▶ [WHAT YOU WILL DO]:
Reproduce the data below line by line, from its first line to the line with "the spread between", both included, and nothing past that point.

__________

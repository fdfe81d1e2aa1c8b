//! Subject detection for smart cropping.
//!
//! Two cheap block-based heuristics run over the pixel grid:
//!
//! - **Face candidates**: 32 px blocks scored by the fraction of pixels
//!   that pass a skin-tone test. The best block scoring above
//!   [`FACE_THRESHOLD`] becomes a [`RegionKind::Face`] region.
//! - **Contrast candidates**: 48 px blocks scored by the spread between
//!   their brightest and darkest pixel. The best block becomes a
//!   [`RegionKind::Object`] region when its confidence exceeds
//!   [`OBJECT_THRESHOLD`].
//!
//! Only full blocks are scored; a ragged strip along the right or bottom
//! edge is ignored. Blocks are scanned row-major and the first block wins
//! ties, so the result is fully deterministic.
//!
//! Finding nothing is not an error: an empty list is a valid answer.

use crate::color::brightness;
use crate::types::{DetectedRegion, RegionKind, RgbaImage};

/// Block size for skin-tone scoring.
pub const FACE_BLOCK: u32 = 32;

/// Block size for contrast scoring.
pub const OBJECT_BLOCK: u32 = 48;

/// Minimum skin fraction for a face region.
pub const FACE_THRESHOLD: f64 = 0.4;

/// Minimum confidence for an object region.
pub const OBJECT_THRESHOLD: f64 = 0.3;

/// Brightness spread that maps to full object confidence.
const CONTRAST_SCALE: f64 = 80.0;

/// Find regions of interest in an image.
///
/// Returns at most one face region followed by at most one object region.
#[must_use]
pub fn detect_subjects(image: &RgbaImage) -> Vec<DetectedRegion> {
    let mut regions = Vec::with_capacity(2);
    if let Some(face) = best_face_block(image) {
        regions.push(face);
    }
    if let Some(object) = best_contrast_block(image) {
        regions.push(object);
    }
    log::debug!(
        "detected {} region(s) in {}x{}",
        regions.len(),
        image.width(),
        image.height(),
    );
    regions
}

/// Skin-tone heuristic on a single RGB pixel.
#[must_use]
pub const fn is_skin_tone(r: u8, g: u8, b: u8) -> bool {
    r > 95 && g > 40 && b > 20 && r > g && r > b && r.abs_diff(g) > 15 && r - b > 15
}

/// Top-left corners of every full `block`×`block` tile, row-major.
fn blocks(image: &RgbaImage, block: u32) -> impl Iterator<Item = (u32, u32)> {
    let (w, h) = image.dimensions();
    let rows = h / block;
    let cols = w / block;
    (0..rows).flat_map(move |by| (0..cols).map(move |bx| (bx * block, by * block)))
}

/// Iterate the RGB channels of one tile.
fn tile_pixels(
    image: &RgbaImage,
    x0: u32,
    y0: u32,
    block: u32,
) -> impl Iterator<Item = [u8; 3]> + '_ {
    (y0..y0 + block).flat_map(move |y| {
        (x0..x0 + block).map(move |x| {
            let [r, g, b, _] = image.get_pixel(x, y).0;
            [r, g, b]
        })
    })
}

fn best_face_block(image: &RgbaImage) -> Option<DetectedRegion> {
    let pixels_per_block = f64::from(FACE_BLOCK * FACE_BLOCK);
    let mut best: Option<(f64, u32, u32)> = None;

    for (x, y) in blocks(image, FACE_BLOCK) {
        let skin = tile_pixels(image, x, y, FACE_BLOCK)
            .filter(|&[r, g, b]| is_skin_tone(r, g, b))
            .count();
        #[allow(clippy::cast_precision_loss)]
        let score = skin as f64 / pixels_per_block;
        if best.is_none_or(|(s, _, _)| score > s) {
            best = Some((score, x, y));
        }
    }

    best.filter(|&(score, _, _)| score > FACE_THRESHOLD)
        .map(|(score, x, y)| DetectedRegion {
            x,
            y,
            width: FACE_BLOCK,
            height: FACE_BLOCK,
            confidence: score,
            kind: RegionKind::Face,
        })
}

fn best_contrast_block(image: &RgbaImage) -> Option<DetectedRegion> {
    let mut best: Option<(f32, u32, u32)> = None;

    for (x, y) in blocks(image, OBJECT_BLOCK) {
        let (lo, hi) = tile_pixels(image, x, y, OBJECT_BLOCK)
            .map(|[r, g, b]| brightness(r, g, b))
            .fold((f32::MAX, f32::MIN), |(lo, hi), v| (lo.min(v), hi.max(v)));
        let contrast = hi - lo;
        if best.is_none_or(|(c, _, _)| contrast > c) {
            best = Some((contrast, x, y));
        }
    }

    let (contrast, x, y) = best?;
    let confidence = (f64::from(contrast) / CONTRAST_SCALE).min(1.0);
    (confidence > OBJECT_THRESHOLD).then_some(DetectedRegion {
        x,
        y,
        width: OBJECT_BLOCK,
        height: OBJECT_BLOCK,
        confidence,
        kind: RegionKind::Object,
    })
}

#[cfg(test)]
mod tests {
    use super::*;

    const SKIN: [u8; 4] = [220, 160, 120, 255];
    const GRAY: [u8; 4] = [128, 128, 128, 255];

    #[test]
    fn skin_tone_heuristic() {
        assert!(is_skin_tone(220, 160, 120));
        // Too dark.
        assert!(!is_skin_tone(90, 60, 40));
        // Red and green too close.
        assert!(!is_skin_tone(200, 190, 100));
        // Blue dominant.
        assert!(!is_skin_tone(100, 50, 200));
    }

    #[test]
    fn uniform_gray_has_no_subjects() {
        let img = RgbaImage::from_pixel(128, 128, image::Rgba(GRAY));
        assert!(detect_subjects(&img).is_empty());
    }

    #[test]
    fn image_smaller_than_a_block_has_no_subjects() {
        let img = RgbaImage::from_pixel(20, 20, image::Rgba(SKIN));
        assert!(detect_subjects(&img).is_empty());
    }

    #[test]
    fn skin_patch_is_found_as_face() {
        // Skin block at (64, 32) in an otherwise gray 128x128 image.
        let img = RgbaImage::from_fn(128, 128, |x, y| {
            if (64..96).contains(&x) && (32..64).contains(&y) {
                image::Rgba(SKIN)
            } else {
                image::Rgba(GRAY)
            }
        });
        let regions = detect_subjects(&img);
        let face = regions
            .iter()
            .find(|r| r.kind == RegionKind::Face)
            .copied();
        assert_eq!(
            face,
            Some(DetectedRegion {
                x: 64,
                y: 32,
                width: 32,
                height: 32,
                confidence: 1.0,
                kind: RegionKind::Face,
            })
        );
    }

    #[test]
    fn sparse_skin_is_below_threshold() {
        // Only every third pixel is skin: ~33% < 40%.
        let img = RgbaImage::from_fn(64, 64, |x, _| {
            if x % 3 == 0 {
                image::Rgba(SKIN)
            } else {
                image::Rgba(GRAY)
            }
        });
        assert!(
            detect_subjects(&img)
                .iter()
                .all(|r| r.kind != RegionKind::Face)
        );
    }

    #[test]
    fn high_contrast_block_becomes_object() {
        // A black/white checker confined to the second 48px block.
        let img = RgbaImage::from_fn(96, 48, |x, y| {
            if x >= 48 && (x + y) % 2 == 0 {
                image::Rgba([255, 255, 255, 255])
            } else if x >= 48 {
                image::Rgba([0, 0, 0, 255])
            } else {
                image::Rgba(GRAY)
            }
        });
        let regions = detect_subjects(&img);
        assert_eq!(regions.len(), 1);
        let object = regions[0];
        assert_eq!(object.kind, RegionKind::Object);
        assert_eq!((object.x, object.y), (48, 0));
        assert!((object.confidence - 1.0).abs() < f64::EPSILON);
    }

    #[test]
    fn weak_contrast_is_ignored() {
        // Spread of 20 -> confidence 0.25 < 0.3.
        let img = RgbaImage::from_fn(48, 48, |x, _| {
            if x % 2 == 0 {
                image::Rgba([100, 100, 100, 255])
            } else {
                image::Rgba([120, 120, 120, 255])
            }
        });
        assert!(detect_subjects(&img).is_empty());
    }

    #[test]
    fn moderate_contrast_scales_confidence() {
        // Spread of 40 -> confidence 0.5.
        let img = RgbaImage::from_fn(48, 48, |x, _| {
            if x % 2 == 0 {
                image::Rgba([100, 100, 100, 255])
            } else {
                image::Rgba([140, 140, 140, 255])
            }
        });
        let regions = detect_subjects(&img);
        assert_eq!(regions.len(), 1);
        assert!((regions[0].confidence - 0.5).abs() < 1e-6);
    }

    #[test]
    fn detection_is_deterministic() {
        let img = RgbaImage::from_fn(150, 110, |x, y| {
            #[allow(clippy::cast_possible_truncation)]
            image::Rgba([(x * 7 % 256) as u8, (y * 3 % 256) as u8, 90, 255])
        });
        assert_eq!(detect_subjects(&img), detect_subjects(&img));
    }
}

__________

▶ [EXERCISE RESULT]:
repository fdfe81d1e2aa1c8b
//! Subject detection for smart cropping.
//!
//! Two cheap block-based heuristics run over the pixel grid:
//!
//! - **Face candidates**: 32 px blocks scored by the fraction of pixels
//!   that pass a skin-tone test. The best block scoring above
//!   [`FACE_THRESHOLD`] becomes a [`RegionKind::Face`] region.
//! - **Contrast candidates**: 48 px blocks scored by the spread between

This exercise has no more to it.